Fragments de paradis
de Daniel Tammet

critiqué par Eric Eliès, le 28 janvier 2024
( - 50 ans)


La note:  étoiles
Autobiographie d'une conversion
Après « Portraits », le premier recueil de poèmes de Daniel Tammet, ce livre (à la très belle couverture qui compose un paysage de couleurs vives à partir de bandes de carton colorées) marque une nouvelle inflexion.
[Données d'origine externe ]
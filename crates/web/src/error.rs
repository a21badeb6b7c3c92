//! Unified error handling with Sentry integration.
//!
//! All route handlers return `Result<T, AppError>`. API errors render the
//! normalized JSON envelope `{ "success": false, "message": ... }` with the
//! mapped status code; server errors are captured to Sentry before the
//! response is built.

use axum::{
    Json,
    http::StatusCode,
    response::{IntoResponse, Response},
};
use serde::Serialize;
use thiserror::Error;

use crate::db::RepositoryError;
use crate::services::auth::AuthError;
use crate::services::realtime::RealtimeError;

/// JSON error envelope shared by every API response.
#[derive(Debug, Serialize)]
pub struct ErrorBody {
    pub success: bool,
    pub message: String,
}

impl ErrorBody {
    /// Build the envelope; `success` is always false here.
    #[must_use]
    pub fn new(message: impl Into<String>) -> Self {
        Self {
            success: false,
            message: message.into(),
        }
    }
}

impl IntoResponse for ErrorBody {
    fn into_response(self) -> Response {
        Json(self).into_response()
    }
}

/// Application-level error type.
#[derive(Debug, Error)]
pub enum AppError {
    /// Database operation failed.
    #[error("Database error: {0}")]
    Database(#[from] RepositoryError),

    /// Authentication operation failed.
    #[error("Auth error: {0}")]
    Auth(#[from] AuthError),

    /// Real-time provider operation failed.
    #[error("Realtime error: {0}")]
    Realtime(#[from] RealtimeError),

    /// Resource not found.
    #[error("Not found: {0}")]
    NotFound(String),

    /// User is not authenticated.
    #[error("Unauthorized: {0}")]
    Unauthorized(String),

    /// User lacks permission.
    #[error("Forbidden: {0}")]
    Forbidden(String),

    /// Bad request from client.
    #[error("Bad request: {0}")]
    BadRequest(String),

    /// Internal server error.
    #[error("Internal error: {0}")]
    Internal(String),
}

impl IntoResponse for AppError {
    fn into_response(self) -> Response {
        // Capture server errors to Sentry
        if matches!(
            self,
            Self::Database(_) | Self::Internal(_) | Self::Realtime(_)
        ) {
            let event_id = sentry::capture_error(&self);
            tracing::error!(
                error = %self,
                sentry_event_id = %event_id,
                "Request error"
            );
        }

        let status = match &self {
            Self::Database(_) | Self::Internal(_) => StatusCode::INTERNAL_SERVER_ERROR,
            Self::Realtime(_) => StatusCode::BAD_GATEWAY,
            Self::Auth(err) => match err {
                AuthError::InvalidCredentials | AuthError::UserNotFound => StatusCode::UNAUTHORIZED,
                AuthError::UserAlreadyExists => StatusCode::CONFLICT,
                AuthError::WeakPassword(_) | AuthError::InvalidEmail(_) => StatusCode::BAD_REQUEST,
                AuthError::PasswordHash | AuthError::Repository(_) => {
                    StatusCode::INTERNAL_SERVER_ERROR
                }
            },
            Self::NotFound(_) => StatusCode::NOT_FOUND,
            Self::Unauthorized(_) => StatusCode::UNAUTHORIZED,
            Self::Forbidden(_) => StatusCode::FORBIDDEN,
            Self::BadRequest(_) => StatusCode::BAD_REQUEST,
        };

        // Don't expose internal error details to clients
        let message = match &self {
            Self::Database(_) | Self::Internal(_) => "Internal server error".to_string(),
            Self::Realtime(_) => "External service error".to_string(),
            Self::Auth(err) => match err {
                AuthError::InvalidCredentials | AuthError::UserNotFound => {
                    "Invalid credentials".to_string()
                }
                AuthError::UserAlreadyExists => {
                    "An account with this email already exists".to_string()
                }
                AuthError::WeakPassword(msg) => msg.clone(),
                AuthError::InvalidEmail(_) => "Invalid email address".to_string(),
                AuthError::PasswordHash | AuthError::Repository(_) => {
                    "Authentication error".to_string()
                }
            },
            _ => self.to_string(),
        };

        (status, ErrorBody::new(message)).into_response()
    }
}

/// Result type alias for `AppError`.
pub type Result<T> = std::result::Result<T, AppError>;

/// Set the Sentry user context from a user ID.
///
/// Call this after successful authentication to associate errors with users.
pub fn set_sentry_user(user_id: &impl ToString, email: Option<&str>) {
    sentry::configure_scope(|scope| {
        scope.set_user(Some(sentry::User {
            id: Some(user_id.to_string()),
            email: email.map(String::from),
            ..Default::default()
        }));
    });
}

/// Clear the Sentry user context.
///
/// Call this on logout to stop associating errors with the user.
pub fn clear_sentry_user() {
    sentry::configure_scope(|scope| {
        scope.set_user(None);
    });
}

#[cfg(test)]
mod tests {
    use super::*;

    #[test]
    fn test_app_error_display() {
        let err = AppError::NotFound("shipment FL-2026-0042".to_string());
        assert_eq!(err.to_string(), "Not found: shipment FL-2026-0042");

        let err = AppError::BadRequest("invalid input".to_string());
        assert_eq!(err.to_string(), "Bad request: invalid input");
    }

    #[test]
    fn test_app_error_status_codes() {
        fn get_status(err: AppError) -> StatusCode {
            let response = err.into_response();
            response.status()
        }

        assert_eq!(
            get_status(AppError::NotFound("test".to_string())),
            StatusCode::NOT_FOUND
        );
        assert_eq!(
            get_status(AppError::Unauthorized("test".to_string())),
            StatusCode::UNAUTHORIZED
        );
        assert_eq!(
            get_status(AppError::Forbidden("test".to_string())),
            StatusCode::FORBIDDEN
        );
        assert_eq!(
            get_status(AppError::BadRequest("test".to_string())),
            StatusCode::BAD_REQUEST
        );
        assert_eq!(
            get_status(AppError::Internal("test".to_string())),
            StatusCode::INTERNAL_SERVER_ERROR
        );
    }

    #[test]
    fn test_error_body_shape() {
        let body = ErrorBody::new("nope");
        let json = serde_json::to_value(&body).expect("serialize");
        assert_eq!(json["success"], false);
        assert_eq!(json["message"], "nope");
    }
}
Tout d’abord, il s’agit du premier livre directement écrit en français par Daniel Tammet mais surtout, et ce qui pourra décontenancer les lecteurs des précédents ouvrages de l’auteur, il n’y est presque plus du tout question de son rapport aux nombres et de son syndrome Asperger, à peine suggéré. Aussi, quand Daniel Tammet évoque son enfance et ses premières années d’adulte, revenant sur des épisodes de sa vie déjà présentés dans ses premiers livres (notamment « je suis né un jour bleu », qui l’a fait mondialement connaître) mais avec d’autres nuances, on éprouve parfois le sentiment d’un décalage troublant, comme lorsqu’un paysage, contemplé depuis différents lieux distants et/ou à des heures diverses, semble transformé par les modifications de perspective et de lumière…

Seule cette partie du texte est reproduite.